You know it is peculiar to the human condition that there isn’t anything in the order of life that isn’t unmixed good. That is what it means when we speak of a fallen human condition. We’ve all fallen. Actually, we didn’t fall; we jumped! A part of what that means is that there are no unmixed goods in the human order. That is why Paul cries out, “I know in me” (that is in my flesh) “dwelleth no good thing.” He had an agonizing sense of how inadequate and incomplete all people are in the flesh.

Did you ever see the movie, “Elvira Madagen?” It is a very heart-breaking story because it shows how the lovers are driven to the point where they actually have to eat grass because they lack a place. The illicit love was only part of the problem, and in a real sense secondary to the other circumstances which forced them, drove them to their death rather than give each other up.

All of the goods of life have their poisonous side if they are taken outside of the right kind of place. If they are not accepted with the right kind of limitation, they are poison. Salt is made out of two poisonous materials: sodium and chlorine. Either one will kill you alone. I sure do appreciate them together, don’t you? That is the way with place.

Now society has torn down place, and this is one of our main problems in our churches. The New Testament as it presents the Church, presents it peculiarly as a set of places, which are accepted, under God as the places in which God blesses us.

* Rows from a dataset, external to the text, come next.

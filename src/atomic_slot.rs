use std::sync::*;

///
/// The contents of an atomic slot
///
enum SlotState<T> {
    /// Nothing has been stored yet
    Empty,

    /// A value is held
    Present(T),

    /// The slot has been torn down and will never hold a value again
    TornDown
}

///
/// A cell holding a value that can be stored once and torn down once
///
/// This is a lock-backed single-step cell rather than a lock-free atomic. Each operation takes
/// the lock once, changes the state and releases it again, never calling out to a subscriber
/// while it is held. `store_if_empty` and `tear_down` are therefore each one linearizable step.
///
/// Subscriptions keep the things they reference (their subscriber, an upstream subscription)
/// in slots: tearing the slot down when the subscription terminates is what releases them.
///
pub struct AtomicSlot<T> {
    state: Mutex<SlotState<T>>
}

impl<T> AtomicSlot<T> {
    ///
    /// Creates a slot that has not had a value stored in it yet
    ///
    pub fn empty() -> AtomicSlot<T> {
        AtomicSlot {
            state: Mutex::new(SlotState::Empty)
        }
    }

    ///
    /// Creates a slot already holding a value
    ///
    pub fn with_value(value: T) -> AtomicSlot<T> {
        AtomicSlot {
            state: Mutex::new(SlotState::Present(value))
        }
    }

    fn lock(&self) -> MutexGuard<'_, SlotState<T>> {
        // Nothing that can panic runs with the lock held, but a poisoned slot is still usable
        self.state.lock().unwrap_or_else(|poisoned| poisoned.into_inner())
    }

    ///
    /// Stores a value if the slot is empty. If a value is already present or the slot has been
    /// torn down, the value is handed back.
    ///
    pub fn store_if_empty(&self, value: T) -> Result<(), T> {
        let mut state = self.lock();

        match *state {
            SlotState::Empty    => { *state = SlotState::Present(value); Ok(()) }
            _                   => Err(value)
        }
    }

    ///
    /// Tears down this slot, returning the value that was in it (if there was one)
    ///
    /// Only the first call can return a value: later calls always return None.
    ///
    pub fn tear_down(&self) -> Option<T> {
        let previous = {
            let mut state = self.lock();
            std::mem::replace(&mut *state, SlotState::TornDown)
        };

        match previous {
            SlotState::Present(value)   => Some(value),
            _                           => None
        }
    }

    /// True once `tear_down` has been called
    pub fn is_torn_down(&self) -> bool {
        match *self.lock() {
            SlotState::TornDown => true,
            _                   => false
        }
    }

    /// True if a value is currently held
    pub fn is_occupied(&self) -> bool {
        match *self.lock() {
            SlotState::Present(_)   => true,
            _                       => false
        }
    }
}

impl<T: Clone> AtomicSlot<T> {
    ///
    /// Retrieves a copy of the value in this slot, if there is one
    ///
    pub fn load(&self) -> Option<T> {
        match &*self.lock() {
            SlotState::Present(value)   => Some(value.clone()),
            _                           => None
        }
    }
}
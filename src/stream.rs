use super::traits::*;
use super::demand::*;
use super::completion::*;
use super::atomic_slot::*;

use futures::prelude::*;
use futures::task::{Context, Poll, Waker};
use log::{trace, warn};

use std::collections::VecDeque;
use std::pin::*;
use std::sync::*;

///
/// Values received from the publisher that the stream has not yet returned
///
struct StreamState<Output, Failure> {
    /// Values waiting to be read from the stream
    waiting: VecDeque<Output>,

    /// The completion, once it has been received and until it has been read
    completion: Option<Completion<Failure>>,

    /// Set once the stream has returned its last item
    finished: bool,

    /// True if an element has been requested and has not arrived yet
    requested: bool,

    /// The task to wake when something arrives
    waker: Option<Waker>
}

///
/// The data shared between a stream and the subscriber that feeds it
///
struct StreamCore<Output, Failure> {
    subscription:   AtomicSlot<Arc<dyn Subscription>>,
    state:          Mutex<StreamState<Output, Failure>>
}

impl<Output, Failure> StreamCore<Output, Failure> {
    fn state(&self) -> MutexGuard<'_, StreamState<Output, Failure>> {
        self.state.lock().unwrap_or_else(|poisoned| poisoned.into_inner())
    }

    ///
    /// Updates the state and wakes the stream (the waker is called after the lock is released)
    ///
    fn update_and_wake<TFn: FnOnce(&mut StreamState<Output, Failure>)>(&self, update: TFn) {
        let waker = {
            let mut state = self.state();
            update(&mut state);
            state.waker.take()
        };

        if let Some(waker) = waker {
            waker.wake();
        }
    }
}

///
/// A futures `Stream` that reads from a publisher, requesting one element at a time as they are consumed
///
/// A publisher that fails produces a single `Err` item before the stream ends. Dropping the stream cancels
/// the subscription.
///
pub struct PublisherStream<Output, Failure> {
    core: Arc<StreamCore<Output, Failure>>
}

///
/// The subscriber that passes elements on to a `PublisherStream`
///
struct StreamSubscriber<Output, Failure> {
    core: Arc<StreamCore<Output, Failure>>
}

///
/// Subscribes to a publisher, returning the elements it produces as a stream
///
pub fn publisher_stream<P>(publisher: &P) -> PublisherStream<P::Output, P::Failure>
where   P:              Publisher,
        P::Output:      'static+Send,
        P::Failure:     'static+Send {
    let core = Arc::new(StreamCore {
        subscription:   AtomicSlot::empty(),
        state:          Mutex::new(StreamState {
            waiting:    VecDeque::new(),
            completion: None,
            finished:   false,
            requested:  false,
            waker:      None
        })
    });

    publisher.subscribe(StreamSubscriber { core: Arc::clone(&core) });

    PublisherStream { core }
}

impl<Output: Send, Failure: Send> Subscriber for StreamSubscriber<Output, Failure> {
    type Input      = Output;
    type Failure    = Failure;

    fn receive_subscription(&self, subscription: Arc<dyn Subscription>) {
        match self.core.subscription.store_if_empty(subscription) {
            // The stream may already be waiting to make its first request
            Ok(())          => self.core.update_and_wake(|_| { }),
            Err(unwanted)   => unwanted.cancel()
        }
    }

    fn receive(&self, input: Output) -> Demand {
        self.core.update_and_wake(move |state| {
            state.waiting.push_back(input);
            state.requested = false;
        });

        Demand::none()
    }

    fn receive_completion(&self, completion: Completion<Failure>) {
        self.core.subscription.tear_down();
        self.core.update_and_wake(move |state| {
            state.completion = Some(completion);
        });
    }
}

impl<Output, Failure> Stream for PublisherStream<Output, Failure> {
    type Item = Result<Output, Failure>;

    fn poll_next(self: Pin<&mut Self>, context: &mut Context) -> Poll<Option<Self::Item>> {
        loop {
            let subscription = {
                let mut state = self.core.state();

                if let Some(next) = state.waiting.pop_front() {
                    return Poll::Ready(Some(Ok(next)));
                }

                if state.finished {
                    return Poll::Ready(None);
                }

                match state.completion.take() {
                    Some(Completion::Finished) => {
                        state.finished = true;
                        return Poll::Ready(None);
                    }

                    Some(Completion::Failed(failure)) => {
                        state.finished = true;
                        return Poll::Ready(Some(Err(failure)));
                    }

                    None => { }
                }

                state.waker = Some(context.waker().clone());

                // Wait for the element we've already asked for, or for the subscription to turn up
                if state.requested { return Poll::Pending; }
                match self.core.subscription.load() {
                    Some(subscription)  => { state.requested = true; subscription }
                    None                => { return Poll::Pending; }
                }
            };

            // The publisher may deliver straight away, so the request is made with the lock released
            if let Err(error) = subscription.request(Demand::max(1)) {
                warn!("PublisherStream: request failed: {}", error);
                return Poll::Pending;
            }
        }
    }
}

impl<Output, Failure> Drop for PublisherStream<Output, Failure> {
    fn drop(&mut self) {
        if let Some(subscription) = self.core.subscription.tear_down() {
            trace!("PublisherStream: dropped before completion");
            subscription.cancel();
        }
    }
}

Peter speaks about the church as if it were a building made out of lively stones. “Living stones,” but I like the word lively better because it indicates with more clarity the nature of things. The lively stones keep jumping around and trying to be in another place. They would like to be in the corner stone’s place. That is very like human beings. Just think of a building built out of stones, which were hopping around all of the time—lively stones that reject their place.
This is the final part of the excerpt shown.